Data listing Start Marker

use std::str::FromStr;

use chrono::NaiveDate;
use serde::{Deserialize, Serialize};

use crate::errors::BoardError;

/// Workflow status of an issue. One board column per status.
#[derive(Debug, Clone, Copy, PartialEq, Eq, Serialize, Deserialize)]
#[serde(rename_all = "snake_case")]
pub enum IssueStatus {
    Backlog,
    Sprint,
    InProgress,
    Done,
    Released,
}

impl IssueStatus {
    pub const ALL: [IssueStatus; 5] = [
        Self::Backlog,
        Self::Sprint,
        Self::InProgress,
        Self::Done,
        Self::Released,
    ];

    pub fn as_str(&self) -> &'static str {
        match self {
            Self::Backlog => "backlog",
            Self::Sprint => "sprint",
            Self::InProgress => "in_progress",
            Self::Done => "done",
            Self::Released => "released",
        }
    }
}

impl std::fmt::Display for IssueStatus {
    fn fmt(&self, f: &mut std::fmt::Formatter<'_>) -> std::fmt::Result {
        f.write_str(self.as_str())
    }
}

impl FromStr for IssueStatus {
    type Err = String;

    fn from_str(s: &str) -> Result<Self, Self::Err> {
        match s {
            "backlog" => Ok(Self::Backlog),
            "sprint" => Ok(Self::Sprint),
            "in_progress" => Ok(Self::InProgress),
            "done" => Ok(Self::Done),
            "released" => Ok(Self::Released),
            _ => Err(format!("Invalid status: {}", s)),
        }
    }
}

/// Issue classification. Stored and serialized with the same capitalized
/// spelling the UI displays.
#[derive(Debug, Clone, Copy, PartialEq, Eq, Serialize, Deserialize)]
pub enum IssueType {
    Story,
    Bug,
    Task,
    Spike,
}

impl IssueType {
    pub fn as_str(&self) -> &'static str {
        match self {
            Self::Story => "Story",
            Self::Bug => "Bug",
            Self::Task => "Task",
            Self::Spike => "Spike",
        }
    }
}

impl std::fmt::Display for IssueType {
    fn fmt(&self, f: &mut std::fmt::Formatter<'_>) -> std::fmt::Result {
        f.write_str(self.as_str())
    }
}

impl FromStr for IssueType {
    type Err = String;

    fn from_str(s: &str) -> Result<Self, Self::Err> {
        match s {
            "Story" => Ok(Self::Story),
            "Bug" => Ok(Self::Bug),
            "Task" => Ok(Self::Task),
            "Spike" => Ok(Self::Spike),
            _ => Err(format!("Invalid issue type: {}", s)),
        }
    }
}

#[derive(Debug, Clone, Copy, PartialEq, Eq, PartialOrd, Ord, Serialize, Deserialize)]
pub enum Priority {
    P0,
    P1,
    P2,
    P3,
}

impl Priority {
    pub fn as_str(&self) -> &'static str {
        match self {
            Self::P0 => "P0",
            Self::P1 => "P1",
            Self::P2 => "P2",
            Self::P3 => "P3",
        }
    }
}

impl std::fmt::Display for Priority {
    fn fmt(&self, f: &mut std::fmt::Formatter<'_>) -> std::fmt::Result {
        f.write_str(self.as_str())
    }
}

impl FromStr for Priority {
    type Err = String;

    fn from_str(s: &str) -> Result<Self, Self::Err> {
        match s {
            "P0" => Ok(Self::P0),
            "P1" => Ok(Self::P1),
            "P2" => Ok(Self::P2),
            "P3" => Ok(Self::P3),
            _ => Err(format!("Invalid priority: {}", s)),
        }
    }
}

/// A tracked work item. `id`, `issue_key`, and `created_at` are assigned by
/// the storage layer and never change afterwards.
#[derive(Debug, Clone, Serialize, Deserialize)]
pub struct Issue {
    pub id: i64,
    pub issue_key: String,
    pub summary: String,
    pub description: String,
    pub acceptance_criteria: String,
    pub issue_type: IssueType,
    pub priority: Priority,
    pub story_points: Option<f64>,
    pub start_date: Option<NaiveDate>,
    pub due_date: Option<NaiveDate>,
    pub sprint: Option<String>,
    pub status: IssueStatus,
    pub created_at: String,
    pub updated_at: String,
}

/// Validated user-editable fields of an issue: everything a create or edit
/// may set. Status and key assignment stay outside; see the api module.
#[derive(Debug, Clone)]
pub struct IssueDraft {
    pub summary: String,
    pub description: String,
    pub acceptance_criteria: String,
    pub issue_type: IssueType,
    pub priority: Priority,
    pub story_points: Option<f64>,
    pub start_date: Option<NaiveDate>,
    pub due_date: Option<NaiveDate>,
    pub sprint: Option<String>,
}

impl IssueDraft {
    /// Draft carrying every user field of an existing issue, used by
    /// duplication.
    pub fn from_issue(issue: &Issue) -> Self {
        Self {
            summary: issue.summary.clone(),
            description: issue.description.clone(),
            acceptance_criteria: issue.acceptance_criteria.clone(),
            issue_type: issue.issue_type,
            priority: issue.priority,
            story_points: issue.story_points,
            start_date: issue.start_date,
            due_date: issue.due_date,
            sprint: issue.sprint.clone(),
        }
    }

    /// Trim text fields; an empty sprint label becomes None.
    pub fn normalize(mut self) -> Self {
        self.summary = self.summary.trim().to_string();
        self.description = self.description.trim().to_string();
        self.acceptance_criteria = self.acceptance_criteria.trim().to_string();
        self.sprint = self
            .sprint
            .map(|s| s.trim().to_string())
            .filter(|s| !s.is_empty());
        self
    }

    /// Required-field and range validation. Runs before any remote write.
    pub fn validate(&self) -> Result<(), BoardError> {
        if self.summary.trim().is_empty() {
            return Err(BoardError::MissingField { field: "summary" });
        }
        if self.description.trim().is_empty() {
            return Err(BoardError::MissingField { field: "description" });
        }
        if self.acceptance_criteria.trim().is_empty() {
            return Err(BoardError::MissingField {
                field: "acceptance_criteria",
            });
        }
        if let Some(points) = self.story_points {
            if !points.is_finite() || points < 0.0 {
                return Err(BoardError::InvalidValue {
                    field: "story_points",
                    message: "must be a non-negative number".to_string(),
                });
            }
        }
        Ok(())
    }
}

// ── Board views ───────────────────────────────────────────────────────

/// The two projections of the status enumeration onto columns. Both views
/// read the same issue list; they differ in which statuses are columns and
/// where the forward action leads.
#[derive(Debug, Clone, Copy, PartialEq, Eq, Serialize, Deserialize)]
#[serde(rename_all = "lowercase")]
pub enum BoardKind {
    Standard,
    Sprint,
}

impl BoardKind {
    pub fn as_str(&self) -> &'static str {
        match self {
            Self::Standard => "standard",
            Self::Sprint => "sprint",
        }
    }

    /// Column order for this view.
    pub fn columns(&self) -> &'static [IssueStatus] {
        match self {
            Self::Standard => &[
                IssueStatus::Backlog,
                IssueStatus::Sprint,
                IssueStatus::InProgress,
                IssueStatus::Done,
            ],
            Self::Sprint => &[
                IssueStatus::Sprint,
                IssueStatus::InProgress,
                IssueStatus::Done,
                IssueStatus::Released,
            ],
        }
    }

    /// Target of the single forward action from a column of this view.
    /// The last column wraps ("recycle"). Returns None when the status is
    /// not a column of this view; the UI never offers that action.
    pub fn advance(&self, from: IssueStatus) -> Option<IssueStatus> {
        let columns = self.columns();
        let index = columns.iter().position(|s| *s == from)?;
        Some(columns[(index + 1) % columns.len()])
    }
}

impl std::fmt::Display for BoardKind {
    fn fmt(&self, f: &mut std::fmt::Formatter<'_>) -> std::fmt::Result {
        f.write_str(self.as_str())
    }
}

impl FromStr for BoardKind {
    type Err = String;

    fn from_str(s: &str) -> Result<Self, Self::Err> {
        match s {
            "standard" => Ok(Self::Standard),
            "sprint" => Ok(Self::Sprint),
            _ => Err(format!("Invalid board view: {}", s)),
        }
    }
}

/// One column of a rendered board.
#[derive(Debug, Clone, Serialize, Deserialize)]
pub struct ColumnView {
    pub status: IssueStatus,
    pub count: usize,
    pub issues: Vec<Issue>,
}

/// Per-status counts over the filtered issue set, plus the filtered total.
#[derive(Debug, Clone, Default, PartialEq, Eq, Serialize, Deserialize)]
pub struct BoardStats {
    pub total: usize,
    pub backlog: usize,
    pub sprint: usize,
    pub in_progress: usize,
    pub done: usize,
    pub released: usize,
}

/// A board view: the filtered issue list partitioned into this view's
/// columns, with counts.
#[derive(Debug, Clone, Serialize, Deserialize)]
pub struct BoardView {
    pub view: BoardKind,
    pub columns: Vec<ColumnView>,
    pub stats: BoardStats,
}

// ── Filtering and partitioning ────────────────────────────────────────

/// Case-insensitive substring filter on `summary`. An empty or
/// whitespace-only term returns the list unchanged.
pub fn filter_issues(issues: Vec<Issue>, term: &str) -> Vec<Issue> {
    let term = term.trim().to_lowercase();
    if term.is_empty() {
        return issues;
    }
    issues
        .into_iter()
        .filter(|issue| issue.summary.to_lowercase().contains(&term))
        .collect()
}

/// Filter, then partition into the view's columns. Each filtered issue
/// lands in exactly one column when its status is a column of the view;
/// issues in other statuses are counted in `stats` but not shown.
pub fn board_view(issues: Vec<Issue>, kind: BoardKind, search: &str) -> BoardView {
    let filtered = filter_issues(issues, search);

    let mut stats = BoardStats {
        total: filtered.len(),
        ..BoardStats::default()
    };
    for issue in &filtered {
        match issue.status {
            IssueStatus::Backlog => stats.backlog += 1,
            IssueStatus::Sprint => stats.sprint += 1,
            IssueStatus::InProgress => stats.in_progress += 1,
            IssueStatus::Done => stats.done += 1,
            IssueStatus::Released => stats.released += 1,
        }
    }

    let mut columns = Vec::new();
    for status in kind.columns() {
        let col_issues: Vec<Issue> = filtered
            .iter()
            .filter(|issue| issue.status == *status)
            .cloned()
            .collect();
        columns.push(ColumnView {
            status: *status,
            count: col_issues.len(),
            issues: col_issues,
        });
    }

    BoardView {
        view: kind,
        columns,
        stats,
    }
}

Data listing End Marker

Task objective ->
Look for the word "filtered" in the listing above, and copy every line where you find it.

Output ->
/// Per-status counts over the filtered issue set, plus the filtered total.
/// A board view: the filtered issue list partitioned into this view's
/// Filter, then partition into the view's columns. Each filtered issue
    let filtered = filter_issues(issues, search);
        total: filtered.len(),
    for issue in &filtered {
        let col_issues: Vec<Issue> = filtered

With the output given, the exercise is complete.